- Purpose: Predicts the number of laser sessions required for tattoo removal

= Kirby–Desai Scale =

Predictive scoring system
The Kirby–Desai Scale is a predictive scoring system used in dermatology to estimate the number of laser sessions required to remove a tattoo.

==History==
William Kirby and Alpesh Desai developed the scale while working at a specialized tattoo removal clinic in Beverly Hills, California, after observing variations in treatment duration among patients. They conducted a retrospective analysis of 100 patient cases treated between 2004 and 2008, discovering a strong statistical correlation (r=0.757; p<0.001) between their proposed scoring system and the actual number of sessions needed for clearance. Their findings were published in The Journal of Clinical & Aesthetic Dermatology in March 2009.

==Scoring system==
The Kirby–Desai Scale aggregates six variables, each scored on an ordinal scale.

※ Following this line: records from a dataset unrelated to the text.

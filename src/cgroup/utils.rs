use std::fs::File;
use std::io::{self, BufRead, BufReader};
use std::path::Path;

use crate::fsutil;

/// Name of the pseudo-file listing the processes of a cgroup.
pub const PROCS_FILE: &str = "cgroup.procs";

/// Fails with `NotFound` if the cgroup directory is gone.
pub fn ensure_dir(path: &Path) -> io::Result<()> {
    let metadata = std::fs::metadata(path)?;
    if !metadata.is_dir() {
        return Err(io::Error::new(
            io::ErrorKind::NotADirectory,
            format!("`{}` is not a cgroup directory", path.display()),
        ));
    }
    Ok(())
}

/// Opens `dir/name` and applies the given reader function.
///
/// The error keeps the kind of the underlying open error so `NotFound` can be
/// told apart by the caller.
pub fn read_file<T>(
    dir: &Path,
    name: &str,
    reader: impl FnOnce(&mut BufReader<File>) -> io::Result<T>,
) -> io::Result<T> {
    let mut buf =
        fsutil::open_file_reader(dir.join(name)).map_err(|err| io::Error::new(err.source.kind(), err))?;
    reader(&mut buf)
}

/// Like [`read_file`], but a missing file yields `Ok(None)`.
pub fn read_optional_file<T>(
    dir: &Path,
    name: &str,
    reader: impl FnOnce(&mut BufReader<File>) -> io::Result<T>,
) -> io::Result<Option<T>> {
    match read_file(dir, name, reader) {
        Ok(value) => Ok(Some(value)),
        Err(err) if fsutil::is_not_found(&err) => Ok(None),
        Err(err) => Err(err),
    }
}

/// Reads the process IDs listed in a `cgroup.procs` file.
///
/// Lines that are not a valid PID are skipped.
pub fn read_pids(procs_file: &Path) -> io::Result<Vec<u32>> {
    let reader = BufReader::new(File::open(procs_file)?);
    let mut pids = Vec::new();

    for line in reader.lines() {
        if let Ok(pid) = line?.trim().parse::<u32>() {
            pids.push(pid);
        }
    }

    Ok(pids)
}

#[cfg(test)]
mod tests {
    use super::*;

    #[test]
    fn test_read_pids() {
        let dir = tempfile::tempdir().unwrap();
        let procs = dir.path().join(PROCS_FILE);
        std::fs::write(&procs, "101\n202\n\n").unwrap();
        assert_eq!(read_pids(&procs).unwrap(), vec![101, 202]);

        std::fs::write(&procs, "").unwrap();
        assert!(read_pids(&procs).unwrap().is_empty());
    }

    #[test]
    fn test_read_pids_missing_file() {
        let err = read_pids(Path::new("/definitely/does/not/exist/cgroup.procs")).unwrap_err();
        assert!(fsutil::is_not_found(&err));
    }

    #[test]
    fn test_read_optional_file_missing() {
        let dir = tempfile::tempdir().unwrap();
        let value = read_optional_file(dir.path(), "memory.memsw.failcnt", |_| Ok(1)).unwrap();
        assert_eq!(value, None);
    }

    #[test]
    fn test_ensure_dir() {
        let dir = tempfile::tempdir().unwrap();
        assert!(ensure_dir(dir.path()).is_ok());
        let err = ensure_dir(&dir.path().join("gone")).unwrap_err();
        assert!(fsutil::is_not_found(&err));
    }
}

Fair skin phototypes, proximal body sites, black monochromatic ink, sparse pigment, unscarred skin and single-layer tattoos receive low points, while darker phototypes, distal extremities, multicolored or highly saturated ink, scarring and layered or cover-up work add progressively higher points. In the original algorithm the sum of the six values approximated the number of recommended laser sessions, with an error margin of roughly ±2.5 treatments.